Created 04-19-2016 04:58 PM
Some pointers on the performance comparison with sqoop will help.
Also things we can leverage on data governance and provenance if we use hdf over sqoop in such scenarios.
Example database can be mysql/oracle/sqlserver etc.
Synopsis: What will induce me to choose hdf over sqoop in medium sized (few terabytes) relational databases?
Thanks in advance.
Created 04-19-2016 05:32 PM
Nifi documentation seems to indicate around 50MB/s -100 MB/s transfer rates.
Nifi is useful if there are several source databases from which data needs to be extracted very frequently as it helps with monitoring and work flow maintenance. If some of this data needs to be routed to different tables based on a columns value for instance Nifi is a good choice as sqoop wont support this by default.
If data needs to moved to multiple destinations also Nifi is a good choice - for example , Land data in HDFS while moving a part of the data to Kafka/Storm or Spark - This is also a benefit of Nifi
Nifi can apply scheduling of these flows easily while in sqoop it has to be set up as a crontab or Control M etc.
Sqoop can use mappers in hadoop for faulttolerance and for parallelism and may achieve better rates.If deduplication etc is to be performed then Nifi becomes a choice for smaller data sizes. For large table loads Sqoop is a good choice.

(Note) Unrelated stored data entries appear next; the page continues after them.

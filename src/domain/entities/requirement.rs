//! Project requirement (`"starlette>=0.46"`, `"uvicorn[standard]"`)
//!
//! Only the distribution name matters to the build: versions are whatever the
//! lock pins. The raw string is kept for error messages.

use crate::domain::value_objects::{PackageName, PackageNameError};

#[derive(Debug, Clone, PartialEq, Eq)]
pub struct Requirement {
    raw: String,
    name: PackageName,
}

impl Requirement {
    pub fn parse(raw: &str) -> Result<Self, PackageNameError> {
        let raw = raw.trim();
        let end = raw
            .find(|c: char| matches!(c, '[' | '<' | '>' | '=' | '!' | '~' | ';' | '@' | ' ' | '('))
            .unwrap_or(raw.len());
        let name = PackageName::new(&raw[..end])?;
        Ok(Self {
            raw: raw.to_string(),
            name,
        })
    }

    pub fn raw(&self) -> &str {
        &self.raw
    }

    pub fn name(&self) -> &PackageName {
        &self.name
    }
}
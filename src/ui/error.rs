use std::path::Path;

use berth::error::{ArtifactCopyError, DependencyResolutionError, ProcessStartupError};
use berth::{BerthError, JsonEventSink};

use crate::ui::ci::{in_github_actions, Annotation, AnnotationLevel};
use crate::ui::primitives::icon::{dim, Icon};

pub fn format_berth_error(err: &BerthError) -> String {
    let caps = crate::ui::terminal::detect_capabilities();
    format_berth_error_with(err, caps.supports_color, caps.supports_unicode)
}

fn format_berth_error_with(err: &BerthError, supports_color: bool, supports_unicode: bool) -> String {
    let mut out = format!(
        "{} {}\n",
        Icon::Error.colored(supports_color, supports_unicode),
        err
    );
    if let Some(fix) = fix_hint(err) {
        out.push_str(&format!(
            "  {} {}\n",
            Icon::Arrow.render(supports_unicode),
            dim(&fix, supports_color)
        ));
    }
    out
}

/// One line telling the user what to do next
fn fix_hint(err: &BerthError) -> Option<String> {
    match err {
        BerthError::DependencyResolution(e) => match e {
            DependencyResolutionError::LockMissing { .. } => {
                Some("Lock the project dependencies, then build again.".to_string())
            }
            DependencyResolutionError::NotLocked { .. } => {
                Some("Re-lock after changing [project].dependencies.".to_string())
            }
            DependencyResolutionError::Unavailable { .. } => {
                Some("Add the pinned version to the index or point --index elsewhere.".to_string())
            }
            DependencyResolutionError::IntegrityMismatch { .. } => {
                Some("The index content changed since locking; re-lock or restore it.".to_string())
            }
            _ => None,
        },
        BerthError::ArtifactCopy(ArtifactCopyError::MissingArtifact { artifact, .. })
            if *artifact == "installed package set" =>
        {
            Some("Run 'berth stage' (or 'berth build') first.".to_string())
        }
        BerthError::ProcessStartup(e) => match e {
            ProcessStartupError::InvalidImage { .. } => {
                Some("Run 'berth build' to produce an image.".to_string())
            }
            ProcessStartupError::PortInUse { .. } => {
                Some("Stop the other listener or rebuild with --port.".to_string())
            }
            ProcessStartupError::ModuleNotFound { .. } => {
                Some("Check [runtime].module and [build].source in berth.toml.".to_string())
            }
            _ => None,
        },
        BerthError::BuildLocked { .. } => {
            Some("Wait for the other build to finish.".to_string())
        }
        _ => None,
    }
}

pub fn format_error(err: &anyhow::Error) -> String {
    if let Some(berth) = err.downcast_ref::<BerthError>() {
        return format_berth_error(berth);
    }

    format!("[ERROR] {:#}\n", err)
}

fn error_kind(err: &anyhow::Error) -> &'static str {
    err.downcast_ref::<BerthError>()
        .map(BerthError::kind)
        .unwrap_or("internal")
}

fn error_file(err: &anyhow::Error) -> Option<&Path> {
    match err.downcast_ref::<BerthError>()? {
        BerthError::Config { file, .. } => Some(file.as_path()),
        BerthError::DependencyResolution(DependencyResolutionError::LockMissing { path })
        | BerthError::DependencyResolution(DependencyResolutionError::LockMalformed {
            path, ..
        }) => Some(path.as_path()),
        _ => None,
    }
}

pub fn print_error(err: &anyhow::Error, json: bool) {
    if json {
        JsonEventSink::stdout(true).error(error_kind(err), &format!("{:#}", err));
        return;
    }

    if in_github_actions() {
        let mut annotation =
            Annotation::new(AnnotationLevel::Error, err.to_string()).with_title("berth");
        if let Some(file) = error_file(err) {
            annotation = annotation.with_file(file);
        }
        println!("{}", annotation.render());
    }

    eprint!("{}", format_error(err));
}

Created 04-19-2016 05:32 PM
Nifi documentation seems to indicate around 50MB/s -100 MB/s transfer rates.
Nifi is useful if there are several source databases from which data needs to be extracted very frequently as it helps with monitoring and work flow maintenance. If some of this data needs to be routed to different tables based on a columns value for instance Nifi is a good choice as sqoop wont support this by default.
If data needs to moved to multiple destinations also Nifi is a good choice - for example , Land data in HDFS while moving a part of the data to Kafka/Storm or Spark - This is also a benefit of Nifi
Nifi can apply scheduling of these flows easily while in sqoop it has to be set up as a crontab or Control M etc.
Sqoop can use mappers in hadoop for faulttolerance and for parallelism and may achieve better rates.If deduplication etc is to be performed then Nifi becomes a choice for smaller data sizes. For large table loads Sqoop is a good choice.
Created 04-20-2016 02:32 AM
Thanks you nice insights.